Since a backreference contains a **backslash**, it's a good practice to use **raw strings**.

In [34]:
# Matches a number followed by a comma and followed by the same number
# again
re.search(r"([0-9]),\1", "0,1,2,2,3,4")

<re.Match object; span=(4, 7), match='2,2'>

In [37]:
# A more complex example
re.search(r"([0-9]),([0-9]),\2,\1", "0,1,2,2,1,3")

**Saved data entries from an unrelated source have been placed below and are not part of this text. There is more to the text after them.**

use anyhow::{anyhow, Result};
use clap::{Arg, ArgAction, ArgMatches, Command};
use tracing::{info, warn};
use tracing_subscriber::EnvFilter;

use showreel_recommender::engine::Recommender;
use showreel_recommender::models::Query;
use showreel_recommender::ranges::budget_bucket_from_text;
use showreel_recommender::store::{create_store, load_all, load_catalog};
use showreel_recommender::Config;

fn cli() -> Command {
    let command = Command::new("showreel")
        .version(env!("CARGO_PKG_VERSION"))
        .author("TigreRoll")
        .about("Tag-based showreel video recommendations")
        .subcommand_required(true)
        .arg(
            Arg::new("config")
                .short('c')
                .long("config")
                .value_name("FILE")
                .help("Configuration file (defaults to showreel.toml lookup)")
                .global(true),
        )
        .arg(
            Arg::new("verbose")
                .short('v')
                .long("verbose")
                .help("Enable verbose logging")
                .action(ArgAction::SetTrue)
                .global(true),
        )
        .subcommand(
            Command::new("recommend")
                .about("Run one recommendation and print the result as JSON")
                .arg(list_arg("objective", "Declared objective id"))
                .arg(list_arg("audience", "Declared audience id"))
                .arg(
                    Arg::new("budget")
                        .long("budget")
                        .value_name("BUCKET")
                        .help("Budget bucket, e.g. 5000-10000"),
                )
                .arg(
                    Arg::new("budget-text")
                        .long("budget-text")
                        .value_name("TEXT")
                        .conflicts_with("budget")
                        .help("Free-text budget mention, e.g. \"autour de 8 000 €\""),
                )
                .arg(list_arg("duration", "Duration bucket id"))
                .arg(
                    Arg::new("description")
                        .short('d')
                        .long("description")
                        .value_name("TEXT")
                        .help("Project description"),
                )
                .arg(list_arg("exclude", "Video id to exclude"))
                .arg(
                    Arg::new("limit")
                        .short('n')
                        .long("limit")
                        .value_name("NUM")
                        .value_parser(clap::value_parser!(i64))
                        .help("Number of results (1-12)"),
                )
                .arg(
                    Arg::new("debug")
                        .long("debug")
                        .help("Include the debug payload")
                        .action(ArgAction::SetTrue),
                ),
        )
        .subcommand(Command::new("stats").about("Print catalog statistics"));

    #[cfg(feature = "api")]
    let command = command.subcommand(
        Command::new("serve").about("Start the HTTP API").arg(
            Arg::new("port")
                .short('p')
                .long("port")
                .value_name("PORT")
                .value_parser(clap::value_parser!(u16))
                .help("Listening port"),
        ),
    );

    command
}

fn list_arg(name: &'static str, help: &'static str) -> Arg {
    Arg::new(name)
        .long(name)
        .value_name("ID")
        .help(help)
        .action(ArgAction::Append)
}

fn values(matches: &ArgMatches, name: &str) -> Vec<String> {
    matches
        .get_many::<String>(name)
        .map(|values| values.cloned().collect())
        .unwrap_or_default()
}

fn init_logging(config: &Config, verbose: bool) {
    let level = if verbose { "debug" } else { config.logging.log_level.as_str() };
    let filter = EnvFilter::try_from_default_env()
        .unwrap_or_else(|_| EnvFilter::new(format!("showreel_recommender={},showreel={},warn", level, level)));

    let builder = tracing_subscriber::fmt().with_env_filter(filter);
    if config.logging.json {
        builder.json().init();
    } else {
        builder.init();
    }
}

fn load_config(matches: &ArgMatches) -> Result<Config> {
    let config = match matches.get_one::<String>("config") {
        Some(path) => Config::from_file(path)?,
        None => Config::load().unwrap_or_else(|e| {
            eprintln!("Failed to load config, using defaults: {}", e);
            Config::default()
        }),
    };
    config.validate()?;
    Ok(config)
}

fn build_query(matches: &ArgMatches, config: &Config) -> Result<Query> {
    let budget = match matches.get_one::<String>("budget-text") {
        Some(text) => Some(
            budget_bucket_from_text(text)
                .ok_or_else(|| anyhow!("No amount found in budget text: {}", text))?
                .to_string(),
        ),
        None => matches.get_one::<String>("budget").cloned(),
    };

    let mut query = Query::new()
        .with_objectives(values(matches, "objective"))
        .with_audiences(values(matches, "audience"))
        .with_durations(values(matches, "duration"))
        .excluding(values(matches, "exclude"))
        .with_limit(
            matches
                .get_one::<i64>("limit")
                .copied()
                .unwrap_or(config.recommend.default_limit as i64),
        );

    if let Some(description) = matches.get_one::<String>("description") {
        query = query.with_description(description.clone());
    }
    if let Some(budget) = budget {
        query = query.with_budget(budget);
    }
    Ok(query)
}

async fn run_recommend(matches: &ArgMatches, config: &Config) -> Result<()> {
    let query = build_query(matches, config)?;
    let store = create_store(&config.store)?;
    let (catalog, settings) = load_all(store.as_ref()).await?;

    let recommender = Recommender::from_config(config).await;
    let recommendation = recommender.recommend(&catalog, &query, &settings).await;

    let include_debug = matches.get_flag("debug") || config.server.debug_payload;
    let mut output = serde_json::json!({ "videos": recommendation.videos });
    if include_debug {
        output["debug"] = serde_json::to_value(&recommendation.debug)?;
    }
    println!("{}", serde_json::to_string_pretty(&output)?);
    Ok(())
}

async fn run_stats(config: &Config) -> Result<()> {
    let store = create_store(&config.store)?;
    let catalog = load_catalog(store.as_ref()).await?;
    let stats = catalog.stats();
    stats.log();
    println!("{}", stats.summary());
    println!("Keyword vocabulary: {} labels", catalog.keyword_vocabulary().len());
    Ok(())
}

#[cfg(feature = "api")]
async fn run_serve(matches: &ArgMatches, mut config: Config) -> Result<()> {
    use showreel_recommender::api::ApiServer;
    use std::sync::Arc;

    if let Some(port) = matches.get_one::<u16>("port") {
        config.server.port = *port;
    }

    let store = create_store(&config.store)?;
    let recommender = Recommender::from_config(&config).await;
    ApiServer::new(store, recommender, Arc::new(config)).start().await
}

#[tokio::main]
async fn main() -> Result<()> {
    let matches = cli().get_matches();
    let config = load_config(&matches)?;
    init_logging(&config, matches.get_flag("verbose"));

    info!("🚀 Showreel recommender starting...");
    info!("{}", config.summary());
    if config.keywords.enable_extraction && config.llm.api_key.is_none() && config.llm.endpoint.is_none() {
        warn!("No LLM credentials configured, keyword extraction will fall back to substring matching");
    }

    match matches.subcommand() {
        Some(("recommend", sub)) => run_recommend(sub, &config).await,
        Some(("stats", _)) => run_stats(&config).await,
        #[cfg(feature = "api")]
        Some(("serve", sub)) => run_serve(sub, config).await,
        Some((other, _)) => Err(anyhow!("Unknown command: {}", other)),
        None => Err(anyhow!("No command given")),
    }
}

<re.Match object; span=(2, 9), match='1,2,2,1'>

In [43]:
# Without using raw strings (not recommended)
re.search("([0-9]),\\1", "0,1,2,2,3,4")

<re.Match object; span=(4, 7), match='2,2'>

#### Naming groups
Until now, we have referred to the groups with an integer value *n*. You can name a group too:

- **(?P\<name\>\<regex\>)**: Creates a **named captured group**. Each \<name\> can only appear **once** per regex.

In [39]:
# Let's give a name to the groups of the previous example: w1, w2 and w3.
m = re.search("(?P<w1>\w+),(?P<w2>\w+),(?P<w3>\w+)", "foo,bar,qux")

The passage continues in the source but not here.